Material provided:
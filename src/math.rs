//! Minimal 3D math for the drawing core.
//!
//! Points are plain `[f32; 3]` and orientations are quaternions as
//! `[f32; 4]` in (x, y, z, w) order, matching the pose data the XR
//! host feeds us. The handful of operations the core needs are
//! spelled out here rather than pulled from a linear-algebra crate.

/// Euclidean distance between two 3D points.
pub fn distance(a: [f32; 3], b: [f32; 3]) -> f32 {
    let dx = b[0] - a[0];
    let dy = b[1] - a[1];
    let dz = b[2] - a[2];
    (dx * dx + dy * dy + dz * dz).sqrt()
}

/// Component-wise sum.
pub fn add(a: [f32; 3], b: [f32; 3]) -> [f32; 3] {
    [a[0] + b[0], a[1] + b[1], a[2] + b[2]]
}

/// Component-wise difference `a - b`.
pub fn sub(a: [f32; 3], b: [f32; 3]) -> [f32; 3] {
    [a[0] - b[0], a[1] - b[1], a[2] - b[2]]
}

/// Conjugate of a unit quaternion, which is also its inverse.
pub fn conjugate(q: [f32; 4]) -> [f32; 4] {
    [-q[0], -q[1], -q[2], q[3]]
}

/// Rotate a vector by a unit quaternion.
///
/// Uses the expanded form `v' = v + 2w(u × v) + 2(u × (u × v))`
/// with `u` the vector part, avoiding a full quaternion product.
pub fn rotate(q: [f32; 4], v: [f32; 3]) -> [f32; 3] {
    let u = [q[0], q[1], q[2]];
    let w = q[3];
    let uv = cross(u, v);
    let uuv = cross(u, uv);
    [
        v[0] + 2.0 * (w * uv[0] + uuv[0]),
        v[1] + 2.0 * (w * uv[1] + uuv[1]),
        v[2] + 2.0 * (w * uv[2] + uuv[2]),
    ]
}

/// Rotate a vector by the inverse of a unit quaternion.
pub fn rotate_inverse(q: [f32; 4], v: [f32; 3]) -> [f32; 3] {
    rotate(conjugate(q), v)
}

fn cross(a: [f32; 3], b: [f32; 3]) -> [f32; 3] {
    [
        a[1] * b[2] - a[2] * b[1],
        a[2] * b[0] - a[0] * b[2],
        a[0] * b[1] - a[1] * b[0],
    ]
}

// ── Tests ──────────────────────────────────────────────────

#[cfg(test)]
mod tests {
    use super::*;
    use std::f32::consts::FRAC_1_SQRT_2;

    /// Identity quaternion (x, y, z, w).
    const IDENTITY: [f32; 4] = [0.0, 0.0, 0.0, 1.0];

    fn assert_close(a: [f32; 3], b: [f32; 3]) {
        for i in 0..3 {
            assert!(
                (a[i] - b[i]).abs() < 1e-5,
                "component {} differs: {:?} vs {:?}",
                i,
                a,
                b,
            );
        }
    }

    #[test]
    fn test_distance() {
        let d = distance([0.0, 0.0, 0.0], [3.0, 4.0, 0.0]);
        assert!((d - 5.0).abs() < 1e-6, "expected 5.0, got {}", d);
    }

    #[test]
    fn test_rotate_identity() {
        assert_close(rotate(IDENTITY, [1.0, 2.0, 3.0]), [1.0, 2.0, 3.0]);
    }

    #[test]
    fn test_rotate_quarter_turn_about_z() {
        // 90 degrees about +Z maps +X onto +Y.
        let q = [0.0, 0.0, FRAC_1_SQRT_2, FRAC_1_SQRT_2];
        assert_close(rotate(q, [1.0, 0.0, 0.0]), [0.0, 1.0, 0.0]);
    }

    #[test]
    fn test_rotate_inverse_round_trip() {
        let q = [0.1, 0.2, 0.3, 0.927_361_8]; // normalized
        let v = [0.4, -0.7, 1.3];
        assert_close(rotate_inverse(q, rotate(q, v)), v);
    }

    #[test]
    fn test_add_sub() {
        let a = [1.0, 2.0, 3.0];
        let b = [0.5, -1.0, 2.0];
        assert_close(add(sub(a, b), b), a);
    }
}
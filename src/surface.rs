//! Drawing-surface contact detection and coordinate conversion.
//!
//! Models the virtual sheet of paper as a bounded rectangular plane:
//! a rigid pose (position + orientation) plus half extents and a thin
//! slab tolerance. A fingertip is "in contact" when it lies inside
//! the slab and inside the rectangle; the reported contact point is
//! the fingertip projected onto the plane, never the raw input.
//!
//! Conversion between world space and the plane's local frame is also
//! exposed: persisted drawings store surface-local points so they
//! survive the plane being moved or re-oriented between sessions.

use crate::math;

// ── Config ─────────────────────────────────────────────────

/// Geometry of the drawing area, fixed at setup.
#[derive(Debug, Clone)]
pub struct SurfaceConfig {
    /// Half extent of the drawing rectangle along local X (meters).
    pub half_width: f32,
    /// Half extent of the drawing rectangle along local Y (meters).
    pub half_height: f32,
    /// Slab thickness: maximum distance from the plane (along local Z)
    /// that still counts as touching (meters).
    pub surface_offset: f32,
}

impl Default for SurfaceConfig {
    fn default() -> Self {
        Self {
            half_width: 0.5,
            half_height: 0.5,
            surface_offset: 0.01,
        }
    }
}

// ── Surface ────────────────────────────────────────────────

/// A bounded planar drawing surface with a world-space pose.
///
/// Read-only during drawing; the host scene owns the pose.
#[derive(Debug, Clone)]
pub struct DrawingSurface {
    /// World-space position of the plane origin.
    position: [f32; 3],
    /// World-space orientation quaternion (x, y, z, w). Local Z is
    /// the plane normal.
    orientation: [f32; 4],
    /// Drawing area geometry.
    config: SurfaceConfig,
}

impl DrawingSurface {
    /// Create a surface with an explicit pose.
    pub fn new(position: [f32; 3], orientation: [f32; 4], config: SurfaceConfig) -> Self {
        Self {
            position,
            orientation,
            config,
        }
    }

    /// Surface at the world origin with identity orientation.
    pub fn identity(config: SurfaceConfig) -> Self {
        Self::new([0.0; 3], [0.0, 0.0, 0.0, 1.0], config)
    }

    pub fn config(&self) -> &SurfaceConfig {
        &self.config
    }

    /// Express a world-space point in the plane's local frame.
    pub fn world_to_surface(&self, point: [f32; 3]) -> [f32; 3] {
        math::rotate_inverse(self.orientation, math::sub(point, self.position))
    }

    /// Express a surface-local point in world space.
    pub fn surface_to_world(&self, point: [f32; 3]) -> [f32; 3] {
        math::add(math::rotate(self.orientation, point), self.position)
    }

    /// Test whether a world-space point touches the drawing area.
    ///
    /// Returns the point projected onto the plane (in world space) on
    /// contact, `None` otherwise. Rectangle bounds are inclusive; the
    /// slab depth test is strict.
    pub fn contact_test(&self, point: [f32; 3]) -> Option<[f32; 3]> {
        let local = self.world_to_surface(point);
        if local[2].abs() < self.config.surface_offset
            && local[0].abs() <= self.config.half_width
            && local[1].abs() <= self.config.half_height
        {
            Some(self.surface_to_world([local[0], local[1], 0.0]))
        } else {
            None
        }
    }
}

// ── Tests ──────────────────────────────────────────────────
mod common;

use std::sync::Arc;
use std::sync::atomic::{AtomicBool, Ordering};

use common::{gen_sine, max_step, SR};
use voiceshift::{clamp_ratio, ParamHandle, VoiceProcessor, MAX_RATIO, MIN_RATIO};

#[test]
fn setters_clamp_out_of_range_values() {
    let processor = VoiceProcessor::new();
    let params = processor.params();

    processor.set_pitch(0.0);
    assert_eq!(params.pitch(), MIN_RATIO);
    processor.set_pitch(-1.0);
    assert_eq!(params.pitch(), MIN_RATIO);
    processor.set_pitch(f32::NEG_INFINITY);
    assert_eq!(params.pitch(), MIN_RATIO);
    processor.set_pitch(f32::INFINITY);
    assert_eq!(params.pitch(), MAX_RATIO);
    processor.set_pitch(100.0);
    assert_eq!(params.pitch(), MAX_RATIO);

    processor.set_formant(0.8);
    processor.set_formant(f32::NAN);
    assert_eq!(params.formant(), 0.8);
}

#[test]
fn clamp_ratio_policy() {
    assert_eq!(clamp_ratio(1.5, 1.0), 1.5);
    assert_eq!(clamp_ratio(0.1, 1.0), MIN_RATIO);
    assert_eq!(clamp_ratio(9.0, 1.0), MAX_RATIO);
    assert_eq!(clamp_ratio(f32::NAN, 2.5), 2.5);
}

#[test]
fn invalid_parameters_still_give_finite_output() {
    for bad in [0.0f32, -1.0, f32::NAN, f32::INFINITY, f32::NEG_INFINITY] {
        let mut processor = VoiceProcessor::new();
        processor.set_pitch(bad);
        processor.set_formant(bad);
        let mut signal = gen_sine(200.0, SR, 8192, |_| 0.5);
        for block in signal.chunks_mut(128) {
            processor.process(block);
        }
        assert!(signal.iter().all(|s| s.is_finite()), "parameter {}", bad);
    }
}

#[test]
fn pitch_step_does_not_click() {
    let input = gen_sine(220.0, SR, SR as usize * 2, |_| 0.5);
    let mut processor = VoiceProcessor::new();
    let mut output = input.clone();

    let switch_at = SR as usize;
    for (i, block) in output.chunks_mut(128).enumerate() {
        if i * 128 == switch_at {
            processor.set_pitch(2.0);
        }
        processor.process(block);
    }

    // A 440 Hz sine at 0.5 moves at most ~0.03 per sample; allow generous
    // headroom for the transition but nothing resembling a step.
    let around = &output[switch_at..switch_at + 8192];
    let step = max_step(around);
    assert!(step < 0.2, "largest sample step {} at parameter change", step);
}

#[test]
fn ratios_glide_rather_than_jump() {
    let mut processor = VoiceProcessor::new();
    let mut block = [0.0f32; 128];
    processor.set_pitch(4.0);
    processor.process(&mut block);
    let first = processor.pitch_ratio();
    assert!(first > 1.0 && first < 4.0, "first frame ratio {}", first);

    let mut previous = first;
    for _ in 0..100 {
        processor.process(&mut block);
        let now = processor.pitch_ratio();
        assert!(now >= previous);
        previous = now;
    }
    assert_eq!(processor.pitch_ratio(), 4.0);
}

#[test]
fn latest_value_wins_across_threads() {
    let mut processor = VoiceProcessor::new();
    let params: ParamHandle = processor.params();
    let done = Arc::new(AtomicBool::new(false));

    let writer = {
        let done = Arc::clone(&done);
        std::thread::spawn(move || {
            for i in 0..10_000 {
                params.set_pitch(0.5 + (i % 100) as f32 * 0.01);
                params.set_formant(1.0 + (i % 50) as f32 * 0.01);
            }
            params.set_pitch(1.75);
            params.set_formant(0.9);
            done.store(true, Ordering::Release);
        })
    };

    let mut block = gen_sine(180.0, SR, 128, |_| 0.3);
    while !done.load(Ordering::Acquire) {
        processor.process(&mut block);
        assert!(block.iter().all(|s| s.is_finite()));
    }
    writer.join().unwrap();

    for _ in 0..200 {
        processor.process(&mut block);
    }
    assert_eq!(processor.pitch_ratio(), 1.75);
    assert_eq!(processor.formant_ratio(), 0.9);
}
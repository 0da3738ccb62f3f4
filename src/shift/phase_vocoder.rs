//! Phase vocoder pitch shifting on a fixed analysis grid.
//!
//! Each frame is split into magnitudes and instantaneous frequencies. A
//! pitch ratio moves every bin's energy to `ratio` times its frequency while
//! the synthesis hop stays equal to the analysis hop, so duration is kept.

use rustfft::num_complex::Complex;
use std::f32::consts::PI;

const TWO_PI: f32 = 2.0 * PI;

/// Per-bin phase state for pitch shifting a stream of STFT frames.
///
/// All buffers are allocated in [`PitchShifter::new`]; [`analyze`] and
/// [`shift`] only overwrite them.
///
/// [`analyze`]: PitchShifter::analyze
/// [`shift`]: PitchShifter::shift
pub struct PitchShifter {
    fft_size: usize,
    hop: usize,
    num_bins: usize,
    /// Expected phase advance per hop for a bin-centred sinusoid.
    expected_phase_advance: Vec<f32>,
    /// Previous analysis phase.
    prev_input_phase: Vec<f32>,
    /// Phase accumulator for resynthesis.
    prev_output_phase: Vec<f32>,
    magnitudes: Vec<f32>,
    phases: Vec<f32>,
    /// Instantaneous frequency of each analysis bin, in bins.
    true_bins: Vec<f32>,
    shifted_magnitudes: Vec<f32>,
    output_phases: Vec<f32>,
}

impl PitchShifter {
    /// Creates a shifter for frames of `fft_size` points spaced `hop` apart.
    pub fn new(fft_size: usize, hop: usize) -> Self {
        let num_bins = fft_size / 2 + 1;
        let expected_phase_advance = (0..num_bins)
            .map(|bin| TWO_PI * bin as f32 * hop as f32 / fft_size as f32)
            .collect();
        Self {
            fft_size,
            hop,
            num_bins,
            expected_phase_advance,
            prev_input_phase: vec![0.0; num_bins],
            prev_output_phase: vec![0.0; num_bins],
            magnitudes: vec![0.0; num_bins],
            phases: vec![0.0; num_bins],
            true_bins: vec![0.0; num_bins],
            shifted_magnitudes: vec![0.0; num_bins],
            output_phases: vec![0.0; num_bins],
        }
    }

    /// Number of non-negative frequency bins.
    #[inline]
    pub fn num_bins(&self) -> usize {
        self.num_bins
    }

    /// Analysis magnitudes of the last frame.
    #[inline]
    pub fn magnitudes(&self) -> &[f32] {
        &self.magnitudes
    }

    /// Magnitudes after the last [`shift`](PitchShifter::shift).
    #[inline]
    pub fn shifted_magnitudes(&self) -> &[f32] {
        &self.shifted_magnitudes
    }

    /// Synthesis phases after the last [`shift`](PitchShifter::shift).
    #[inline]
    pub fn output_phases(&self) -> &[f32] {
        &self.output_phases
    }

    /// Measures magnitude, phase and instantaneous frequency of each bin.
    ///
    /// `spectrum` must hold at least `num_bins` bins of a forward FFT.
    pub fn analyze(&mut self, spectrum: &[Complex<f32>]) {
        let bins_per_radian = self.fft_size as f32 / (TWO_PI * self.hop as f32);
        for bin in 0..self.num_bins {
            let (magnitude, phase) = spectrum[bin].to_polar();
            let deviation = wrap_phase(
                phase - self.prev_input_phase[bin] - self.expected_phase_advance[bin],
            );
            self.prev_input_phase[bin] = phase;
            self.magnitudes[bin] = magnitude;
            self.phases[bin] = phase;
            self.true_bins[bin] = bin as f32 + deviation * bins_per_radian;
        }
    }

    /// Remaps the analysed frame by `ratio` and advances the synthesis phases.
    ///
    /// At exactly 1.0 the analysis phases are reused as-is, which keeps the
    /// unity path transparent and lets a later shift continue from them.
    pub fn shift(&mut self, ratio: f32) {
        if ratio == 1.0 {
            self.shifted_magnitudes.copy_from_slice(&self.magnitudes);
            self.output_phases.copy_from_slice(&self.phases);
            self.prev_output_phase.copy_from_slice(&self.phases);
            return;
        }

        let radians_per_bin = TWO_PI * self.hop as f32 / self.fft_size as f32;
        let last_bin = self.num_bins - 1;
        for bin in 0..self.num_bins {
            let source = (bin as f32 / ratio).round() as usize;
            let (magnitude, target_bin) = if source <= last_bin {
                (self.magnitudes[source], self.true_bins[source] * ratio)
            } else {
                // Nothing above the shifted Nyquist when pitching down
                (0.0, bin as f32)
            };
            let phase = wrap_phase(self.prev_output_phase[bin] + target_bin * radians_per_bin);
            self.prev_output_phase[bin] = phase;
            self.shifted_magnitudes[bin] = magnitude;
            self.output_phases[bin] = phase;
        }
    }

    /// Clears all phase history.
    pub fn reset(&mut self) {
        self.prev_input_phase.fill(0.0);
        self.prev_output_phase.fill(0.0);
    }
}

/// Wraps a phase value to [-PI, PI] using efficient modulo arithmetic.
#[inline]
pub fn wrap_phase(phase: f32) -> f32 {
    let p = phase + PI;
    p - (p / TWO_PI).floor() * TWO_PI - PI
}
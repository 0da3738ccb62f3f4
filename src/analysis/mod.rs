//! Signal analysis that runs beside the real-time path.

pub mod pitch;

pub use pitch::{PitchDetector, PitchEstimate};
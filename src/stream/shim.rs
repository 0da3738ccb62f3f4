//! Host-side glue between an audio-worklet style runtime and the processor.
//!
//! The runtime calls [`WorkletShim::process`] once per render quantum from
//! the audio thread. Control messages arrive asynchronously and only ever
//! touch the shared parameter handle, so they never block the audio thread.

use std::sync::atomic::{AtomicBool, Ordering};
use std::sync::Arc;

use serde::{Deserialize, Serialize};

use crate::core::types::ProcessorConfig;
use crate::error::ShiftError;
use crate::shift::params::ParamHandle;
use crate::stream::processor::VoiceProcessor;

/// One-shot readiness signal. Once raised it stays raised.
#[derive(Debug, Clone, Default)]
pub struct ReadyFlag(Arc<AtomicBool>);

impl ReadyFlag {
    pub fn new() -> Self {
        Self::default()
    }

    /// Raises the flag. Returns true if this call raised it.
    pub fn raise(&self) -> bool {
        !self.0.swap(true, Ordering::Release)
    }

    pub fn is_ready(&self) -> bool {
        self.0.load(Ordering::Acquire)
    }
}

/// Messages accepted on the control channel.
///
/// Serialized as JSON objects tagged by `type`, e.g.
/// `{"type":"setPitch","pitch":1.5}`.
#[derive(Debug, Clone, Copy, PartialEq, Serialize, Deserialize)]
#[serde(tag = "type", rename_all = "camelCase")]
pub enum ControlMessage {
    Initialize,
    SetPitch { pitch: f32 },
    SetFormant { formant: f32 },
}

impl ControlMessage {
    /// Parses a control message from JSON.
    pub fn from_json(text: &str) -> Result<Self, ShiftError> {
        serde_json::from_str(text)
            .map_err(|e| ShiftError::InvalidInput(format!("control message: {}", e)))
    }
}

/// Owns a [`VoiceProcessor`] and adapts it to a pull-style render callback.
pub struct WorkletShim {
    config: ProcessorConfig,
    params: ParamHandle,
    ready: ReadyFlag,
    processor: Option<VoiceProcessor>,
}

impl WorkletShim {
    /// Creates a shim that will build its processor from `config`.
    ///
    /// # Errors
    ///
    /// Returns [`ShiftError::InvalidConfig`] if `config` is invalid, so a
    /// later [`initialize`](Self::initialize) cannot fail.
    pub fn new(config: ProcessorConfig) -> Result<Self, ShiftError> {
        config.validate()?;
        Ok(Self {
            config,
            params: ParamHandle::default(),
            ready: ReadyFlag::new(),
            processor: None,
        })
    }

    /// Builds the processor and raises the ready flag. Calling it again has
    /// no effect.
    pub fn initialize(&mut self) {
        if self.processor.is_some() {
            return;
        }
        match VoiceProcessor::with_params(self.config.clone(), self.params.clone()) {
            Ok(processor) => {
                log::info!(
                    "worklet processor ready, latency {} samples",
                    processor.latency_samples()
                );
                self.processor = Some(processor);
                self.ready.raise();
            }
            // Unreachable after the check in `new`.
            Err(err) => log::error!("failed to initialize processor: {}", err),
        }
    }

    /// Applies one control message.
    ///
    /// Parameter messages are accepted before initialization too; the
    /// processor picks them up when it is built.
    pub fn handle_message(&mut self, message: ControlMessage) {
        match message {
            ControlMessage::Initialize => self.initialize(),
            ControlMessage::SetPitch { pitch } => self.params.set_pitch(pitch),
            ControlMessage::SetFormant { formant } => self.params.set_formant(formant),
        }
    }

    /// Render callback. Always returns true so the node stays alive.
    ///
    /// With no input the output is left untouched. Before initialization the
    /// input is copied straight through.
    pub fn process(&mut self, input: Option<&[f32]>, output: &mut [f32]) -> bool {
        let Some(input) = input else {
            return true;
        };
        let n = input.len().min(output.len());
        output[..n].copy_from_slice(&input[..n]);
        if let Some(processor) = self.processor.as_mut() {
            processor.process(&mut output[..n]);
        }
        true
    }

    /// Handle for setting parameters from another thread.
    pub fn params(&self) -> ParamHandle {
        self.params.clone()
    }

    /// Readiness flag shared with the host.
    pub fn ready(&self) -> ReadyFlag {
        self.ready.clone()
    }

    pub fn is_ready(&self) -> bool {
        self.ready.is_ready()
    }

    /// Processor latency, or 0 before initialization.
    pub fn latency_samples(&self) -> usize {
        self.processor
            .as_ref()
            .map_or(0, VoiceProcessor::latency_samples)
    }
}
//! WAV reading and writing for the offline tool, backed by `hound`.
//!
//! Everything is mono at this layer: multi-channel files are averaged down
//! on read.

use std::io::{Cursor, Read, Seek, Write};
use std::path::Path;

use hound::{SampleFormat, WavReader, WavSpec, WavWriter};

use crate::core::types::Sample;
use crate::error::ShiftError;

/// A mono clip with its sample rate.
#[derive(Debug, Clone, PartialEq)]
pub struct MonoClip {
    pub samples: Vec<Sample>,
    pub sample_rate: u32,
    /// Channel count of the source file before downmixing.
    pub source_channels: u16,
}

impl MonoClip {
    pub fn new(samples: Vec<Sample>, sample_rate: u32) -> Self {
        Self {
            samples,
            sample_rate,
            source_channels: 1,
        }
    }

    /// Duration in seconds.
    pub fn duration_secs(&self) -> f64 {
        if self.sample_rate == 0 {
            return 0.0;
        }
        self.samples.len() as f64 / self.sample_rate as f64
    }
}

/// Sample encoding for written files.
#[derive(Debug, Clone, Copy, PartialEq, Eq, Default)]
pub enum WavEncoding {
    #[default]
    Int16,
    Float32,
}

impl WavEncoding {
    fn spec(self, sample_rate: u32) -> WavSpec {
        let (bits_per_sample, sample_format) = match self {
            WavEncoding::Int16 => (16, SampleFormat::Int),
            WavEncoding::Float32 => (32, SampleFormat::Float),
        };
        WavSpec {
            channels: 1,
            sample_rate,
            bits_per_sample,
            sample_format,
        }
    }
}

/// Reads a WAV file from a byte slice.
pub fn read_wav(data: &[u8]) -> Result<MonoClip, ShiftError> {
    decode(WavReader::new(Cursor::new(data))?)
}

/// Reads a WAV file from disk.
pub fn read_wav_file(path: impl AsRef<Path>) -> Result<MonoClip, ShiftError> {
    decode(WavReader::open(path)?)
}

fn decode<R: Read>(reader: WavReader<R>) -> Result<MonoClip, ShiftError> {
    let spec = reader.spec();
    if spec.channels == 0 {
        return Err(ShiftError::Wav("file declares zero channels".to_string()));
    }

    let interleaved: Vec<f32> = match spec.sample_format {
        SampleFormat::Float => reader.into_samples::<f32>().collect::<Result<_, _>>()?,
        SampleFormat::Int => {
            let scale = 1.0 / (1u64 << (spec.bits_per_sample - 1)) as f32;
            reader
                .into_samples::<i32>()
                .map(|s| s.map(|v| v as f32 * scale))
                .collect::<Result<_, _>>()?
        }
    };

    let channels = spec.channels as usize;
    let samples = if channels == 1 {
        interleaved
    } else {
        log::info!("downmixing {} channels to mono", channels);
        let gain = 1.0 / channels as f32;
        interleaved
            .chunks_exact(channels)
            .map(|frame| frame.iter().sum::<f32>() * gain)
            .collect()
    };

    Ok(MonoClip {
        samples,
        sample_rate: spec.sample_rate,
        source_channels: spec.channels,
    })
}

fn encode<W: Write + Seek>(
    writer: W,
    clip: &MonoClip,
    encoding: WavEncoding,
) -> Result<(), ShiftError> {
    let mut wav = WavWriter::new(writer, encoding.spec(clip.sample_rate))?;
    match encoding {
        WavEncoding::Int16 => {
            for &s in &clip.samples {
                let clamped = s.clamp(-1.0, 1.0);
                wav.write_sample((clamped * i16::MAX as f32).round() as i16)?;
            }
        }
        WavEncoding::Float32 => {
            for &s in &clip.samples {
                wav.write_sample(s)?;
            }
        }
    }
    wav.finalize()?;
    Ok(())
}

/// Encodes a clip as a 16-bit PCM WAV byte vector.
pub fn write_wav_16bit(clip: &MonoClip) -> Result<Vec<u8>, ShiftError> {
    let mut cursor = Cursor::new(Vec::new());
    encode(&mut cursor, clip, WavEncoding::Int16)?;
    Ok(cursor.into_inner())
}

/// Encodes a clip as a 32-bit float WAV byte vector.
pub fn write_wav_float(clip: &MonoClip) -> Result<Vec<u8>, ShiftError> {
    let mut cursor = Cursor::new(Vec::new());
    encode(&mut cursor, clip, WavEncoding::Float32)?;
    Ok(cursor.into_inner())
}

/// Writes a clip to disk in the given encoding.
pub fn write_wav_file(
    path: impl AsRef<Path>,
    clip: &MonoClip,
    encoding: WavEncoding,
) -> Result<(), ShiftError> {
    let file = std::io::BufWriter::new(std::fs::File::create(path)?);
    encode(file, clip, encoding)
}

The problem: Each line from the top of the material above through the line containing "pub fn add(a: [f32;" must be output exactly, and no other line.

Reply to the task:
filename src/math.rs
//! Minimal 3D math for the drawing core.
//!
//! Points are plain `[f32; 3]` and orientations are quaternions as
//! `[f32; 4]` in (x, y, z, w) order, matching the pose data the XR
//! host feeds us. The handful of operations the core needs are
//! spelled out here rather than pulled from a linear-algebra crate.

/// Euclidean distance between two 3D points.
pub fn distance(a: [f32; 3], b: [f32; 3]) -> f32 {
    let dx = b[0] - a[0];
    let dy = b[1] - a[1];
    let dz = b[2] - a[2];
    (dx * dx + dy * dy + dz * dz).sqrt()
}

/// Component-wise sum.
pub fn add(a: [f32; 3], b: [f32; 3]) -> [f32; 3] {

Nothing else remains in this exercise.